Exercise description :: Instruction for the entries that follow: retype exactly the lines from the line with "INSERT INTO quota_balances" to the line with "UPDATE quota_balances", both included, and omit all others.

===============

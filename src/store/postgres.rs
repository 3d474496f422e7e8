//! Postgres implementations of the storage seams.
//!
//! The terminal transition and the credit claim are single conditional
//! UPDATE statements; the row guard in the WHERE clause is what makes them
//! safe across processes, not any in-process lock. Ledger mutations carry
//! the balance guard in the same statement.

use async_trait::async_trait;
use chrono::{DateTime, Utc};
use sqlx::PgPool;

use crate::db::models::{PaymentMethod, TopupTransaction};
use crate::domain::TopupStatus;
use crate::gateway::client::ChannelDescriptor;
use crate::store::{
    GatewayInfo, LedgerError, MethodStore, MethodUpsert, NewTopup, QuotaLedger, StoreError,
    TerminalTransition, TopupStore,
};

#[derive(Clone)]
pub struct PostgresTopupStore {
    pool: PgPool,
}

impl PostgresTopupStore {
    pub fn new(pool: PgPool) -> Self {
        Self { pool }
    }
}

#[async_trait]
impl TopupStore for PostgresTopupStore {
    async fn create(&self, draft: NewTopup) -> Result<TopupTransaction, StoreError> {
        let row = sqlx::query_as::<_, TopupTransaction>(
            r#"
            INSERT INTO topup_transactions (
                merchant_ref, user_id, unit_price, quantity, subtotal,
                discount_percent, discount_amount, final_amount,
                payment_method, status, expires_at
            ) VALUES ($1, $2, $3, $4, $5, $6, $7, $8, $9, $10, $11)
            RETURNING *
            "#,
        )
        .bind(&draft.merchant_ref)
        .bind(draft.user_id)
        .bind(draft.unit_price)
        .bind(draft.quantity)
        .bind(draft.subtotal)
        .bind(draft.discount_percent)
        .bind(draft.discount_amount)
        .bind(draft.final_amount)
        .bind(&draft.payment_method)
        .bind(TopupStatus::Pending.as_str())
        .bind(draft.expires_at)
        .fetch_one(&self.pool)
        .await?;

        Ok(row)
    }

    async fn attach_gateway_info(
        &self,
        merchant_ref: &str,
        info: GatewayInfo,
    ) -> Result<TopupTransaction, StoreError> {
        let row = sqlx::query_as::<_, TopupTransaction>(
            r#"
            UPDATE topup_transactions
            SET gateway_ref = $2, checkout_url = $3, qr_url = $4, pay_code = $5,
                expires_at = $6, status = $7, updated_at = now()
            WHERE merchant_ref = $1 AND status = $8
            RETURNING *
            "#,
        )
        .bind(merchant_ref)
        .bind(&info.gateway_ref)
        .bind(&info.checkout_url)
        .bind(&info.qr_url)
        .bind(&info.pay_code)
        .bind(info.expires_at)
        .bind(TopupStatus::Unpaid.as_str())
        .bind(TopupStatus::Pending.as_str())
        .fetch_optional(&self.pool)
        .await?;

        row.ok_or_else(|| StoreError::NotFound(format!("pending transaction {merchant_ref}")))
    }

    async fn transition_to_terminal(
        &self,
        merchant_ref: &str,
        target: TopupStatus,
        paid_at: Option<DateTime<Utc>>,
    ) -> Result<TerminalTransition, StoreError> {
        if !target.is_terminal() {
            return Err(StoreError::Backend(format!(
                "{target} is not a terminal status"
            )));
        }

        let updated = sqlx::query_as::<_, TopupTransaction>(
            r#"
            UPDATE topup_transactions
            SET status = $2, paid_at = COALESCE($3, paid_at), updated_at = now()
            WHERE merchant_ref = $1 AND status IN ($4, $5)
            RETURNING *
            "#,
        )
        .bind(merchant_ref)
        .bind(target.as_str())
        .bind(paid_at)
        .bind(TopupStatus::Pending.as_str())
        .bind(TopupStatus::Unpaid.as_str())
        .fetch_optional(&self.pool)
        .await?;

        if let Some(row) = updated {
            return Ok(TerminalTransition::Applied(row));
        }

        // Lost the conditional update: either already terminal or unknown.
        match self.find_by_merchant_ref(merchant_ref).await? {
            Some(row) => Ok(TerminalTransition::AlreadyTerminal(row)),
            None => Err(StoreError::NotFound(format!("transaction {merchant_ref}"))),
        }
    }

    async fn claim_credit(&self, merchant_ref: &str) -> Result<bool, StoreError> {
        let result = sqlx::query(
            r#"
            UPDATE topup_transactions
            SET credited_at = now(), updated_at = now()
            WHERE merchant_ref = $1 AND status = $2 AND credited_at IS NULL
            "#,
        )
        .bind(merchant_ref)
        .bind(TopupStatus::Paid.as_str())
        .execute(&self.pool)
        .await
        .map_err(StoreError::from)?;

        Ok(result.rows_affected() == 1)
    }

    async fn unclaim_credit(&self, merchant_ref: &str) -> Result<(), StoreError> {
        sqlx::query(
            "UPDATE topup_transactions SET credited_at = NULL, updated_at = now() WHERE merchant_ref = $1",
        )
        .bind(merchant_ref)
        .execute(&self.pool)
        .await
        .map_err(StoreError::from)?;

        Ok(())
    }

    async fn find_by_merchant_ref(
        &self,
        merchant_ref: &str,
    ) -> Result<Option<TopupTransaction>, StoreError> {
        let row = sqlx::query_as::<_, TopupTransaction>(
            "SELECT * FROM topup_transactions WHERE merchant_ref = $1",
        )
        .bind(merchant_ref)
        .fetch_optional(&self.pool)
        .await?;

        Ok(row)
    }

    async fn find_by_gateway_ref(
        &self,
        gateway_ref: &str,
    ) -> Result<Option<TopupTransaction>, StoreError> {
        let row = sqlx::query_as::<_, TopupTransaction>(
            "SELECT * FROM topup_transactions WHERE gateway_ref = $1",
        )
        .bind(gateway_ref)
        .fetch_optional(&self.pool)
        .await?;

        Ok(row)
    }

    async fn list_by_user(&self, user_id: i64) -> Result<Vec<TopupTransaction>, StoreError> {
        let rows = sqlx::query_as::<_, TopupTransaction>(
            "SELECT * FROM topup_transactions WHERE user_id = $1 ORDER BY created_at DESC, id DESC",
        )
        .bind(user_id)
        .fetch_all(&self.pool)
        .await?;

        Ok(rows)
    }

    async fn find_paid_uncredited(&self) -> Result<Vec<TopupTransaction>, StoreError> {
        let rows = sqlx::query_as::<_, TopupTransaction>(
            "SELECT * FROM topup_transactions WHERE status = $1 AND credited_at IS NULL",
        )
        .bind(TopupStatus::Paid.as_str())
        .fetch_all(&self.pool)
        .await?;

        Ok(rows)
    }
}

#[derive(Clone)]
pub struct PostgresQuotaLedger {
    pool: PgPool,
}

impl PostgresQuotaLedger {
    pub fn new(pool: PgPool) -> Self {
        Self { pool }
    }
}

#[async_trait]
impl QuotaLedger for PostgresQuotaLedger {
    async fn credit(&self, user_id: i64, amount: i64) -> Result<i64, LedgerError> {
        let (balance,): (i64,) = sqlx::query_as(
            r#"
            INSERT INTO quota_balances (user_id, balance) VALUES ($1, $2)
            ON CONFLICT (user_id)
            DO UPDATE SET balance = quota_balances.balance + EXCLUDED.balance,
                          updated_at = now()
            RETURNING balance
            "#,
        )
        .bind(user_id)
        .bind(amount)
        .fetch_one(&self.pool)
        .await
        .map_err(|e| LedgerError::Backend(e.to_string()))?;

        Ok(balance)
    }

    async fn debit(&self, user_id: i64, amount: i64) -> Result<i64, LedgerError> {
        let row: Option<(i64,)> = sqlx::query_as(
            r#"
            UPDATE quota_balances
            SET balance = balance - $2, updated_at = now()
            WHERE user_id = $1 AND balance >= $2
            RETURNING balance
            "#,
        )
        .bind(user_id)
        .bind(amount)
        .fetch_optional(&self.pool)
        .await
        .map_err(|e| LedgerError::Backend(e.to_string()))?;

        match row {
            Some((balance,)) => Ok(balance),
            None => {
                let balance = self.balance(user_id).await?;
                Err(LedgerError::Insufficient {
                    user_id,
                    balance,
                    requested: amount,
                })
            }
        }
    }

    async fn balance(&self, user_id: i64) -> Result<i64, LedgerError> {
        let row: Option<(i64,)> =
            sqlx::query_as("SELECT balance FROM quota_balances WHERE user_id = $1")
                .bind(user_id)
                .fetch_optional(&self.pool)
                .await
                .map_err(|e| LedgerError::Backend(e.to_string()))?;

        Ok(row.map(|(b,)| b).unwrap_or(0))
    }
}

#[derive(Clone)]
pub struct PostgresMethodStore {
    pool: PgPool,
}

impl PostgresMethodStore {
    pub fn new(pool: PgPool) -> Self {
        Self { pool }
    }
}

#[async_trait]
impl MethodStore for PostgresMethodStore {
    async fn list(&self) -> Result<Vec<PaymentMethod>, StoreError> {
        let rows =
            sqlx::query_as::<_, PaymentMethod>("SELECT * FROM payment_methods ORDER BY code")
                .fetch_all(&self.pool)
                .await?;

        Ok(rows)
    }

    async fn list_enabled(&self) -> Result<Vec<PaymentMethod>, StoreError> {
        let rows = sqlx::query_as::<_, PaymentMethod>(
            "SELECT * FROM payment_methods WHERE is_enabled ORDER BY code",
        )
        .fetch_all(&self.pool)
        .await?;

        Ok(rows)
    }

    async fn find_by_code(&self, code: &str) -> Result<Option<PaymentMethod>, StoreError> {
        let row = sqlx::query_as::<_, PaymentMethod>("SELECT * FROM payment_methods WHERE code = $1")
            .bind(code)
            .fetch_optional(&self.pool)
            .await?;

        Ok(row)
    }

    async fn upsert_from_gateway(
        &self,
        channel: &ChannelDescriptor,
    ) -> Result<MethodUpsert, StoreError> {
        // Update first so an existing row keeps its is_enabled override.
        let updated = sqlx::query(
            r#"
            UPDATE payment_methods
            SET name = $2, method_type = $3, fee_flat = $4, fee_percent = $5,
                minimum_fee = $6, maximum_fee = $7, icon_url = $8, updated_at = now()
            WHERE code = $1
            "#,
        )
        .bind(&channel.code)
        .bind(&channel.name)
        .bind(&channel.group)
        .bind(channel.fee_flat)
        .bind(channel.fee_percent)
        .bind(channel.minimum_fee)
        .bind(channel.maximum_fee)
        .bind(&channel.icon_url)
        .execute(&self.pool)
        .await
        .map_err(StoreError::from)?;

        if updated.rows_affected() == 1 {
            return Ok(MethodUpsert::Updated);
        }

        // Concurrent syncs may both reach the insert; the conflict clause
        // keeps the second one from failing.
        sqlx::query(
            r#"
            INSERT INTO payment_methods (
                code, name, method_type, fee_flat, fee_percent,
                minimum_fee, maximum_fee, icon_url, is_enabled
            ) VALUES ($1, $2, $3, $4, $5, $6, $7, $8, TRUE)
            ON CONFLICT (code) DO UPDATE
            SET name = EXCLUDED.name, method_type = EXCLUDED.method_type,
                fee_flat = EXCLUDED.fee_flat, fee_percent = EXCLUDED.fee_percent,
                minimum_fee = EXCLUDED.minimum_fee, maximum_fee = EXCLUDED.maximum_fee,
                icon_url = EXCLUDED.icon_url, updated_at = now()
            "#,
        )
        .bind(&channel.code)
        .bind(&channel.name)
        .bind(&channel.group)
        .bind(channel.fee_flat)
        .bind(channel.fee_percent)
        .bind(channel.minimum_fee)
        .bind(channel.maximum_fee)
        .bind(&channel.icon_url)
        .execute(&self.pool)
        .await
        .map_err(StoreError::from)?;

        Ok(MethodUpsert::Inserted)
    }

    async fn set_enabled(&self, code: &str, enabled: bool) -> Result<PaymentMethod, StoreError> {
        let row = sqlx::query_as::<_, PaymentMethod>(
            "UPDATE payment_methods SET is_enabled = $2, updated_at = now() WHERE code = $1 RETURNING *",
        )
        .bind(code)
        .bind(enabled)
        .fetch_optional(&self.pool)
        .await?;

        row.ok_or_else(|| StoreError::NotFound(format!("payment method {code}")))
    }
}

===============

Solved problem ::
            INSERT INTO quota_balances (user_id, balance) VALUES ($1, $2)
            ON CONFLICT (user_id)
            DO UPDATE SET balance = quota_balances.balance + EXCLUDED.balance,
                          updated_at = now()
            RETURNING balance
            "#,
        )
        .bind(user_id)
        .bind(amount)
        .fetch_one(&self.pool)
        .await
        .map_err(|e| LedgerError::Backend(e.to_string()))?;

        Ok(balance)
    }

    async fn debit(&self, user_id: i64, amount: i64) -> Result<i64, LedgerError> {
        let row: Option<(i64,)> = sqlx::query_as(
            r#"
            UPDATE quota_balances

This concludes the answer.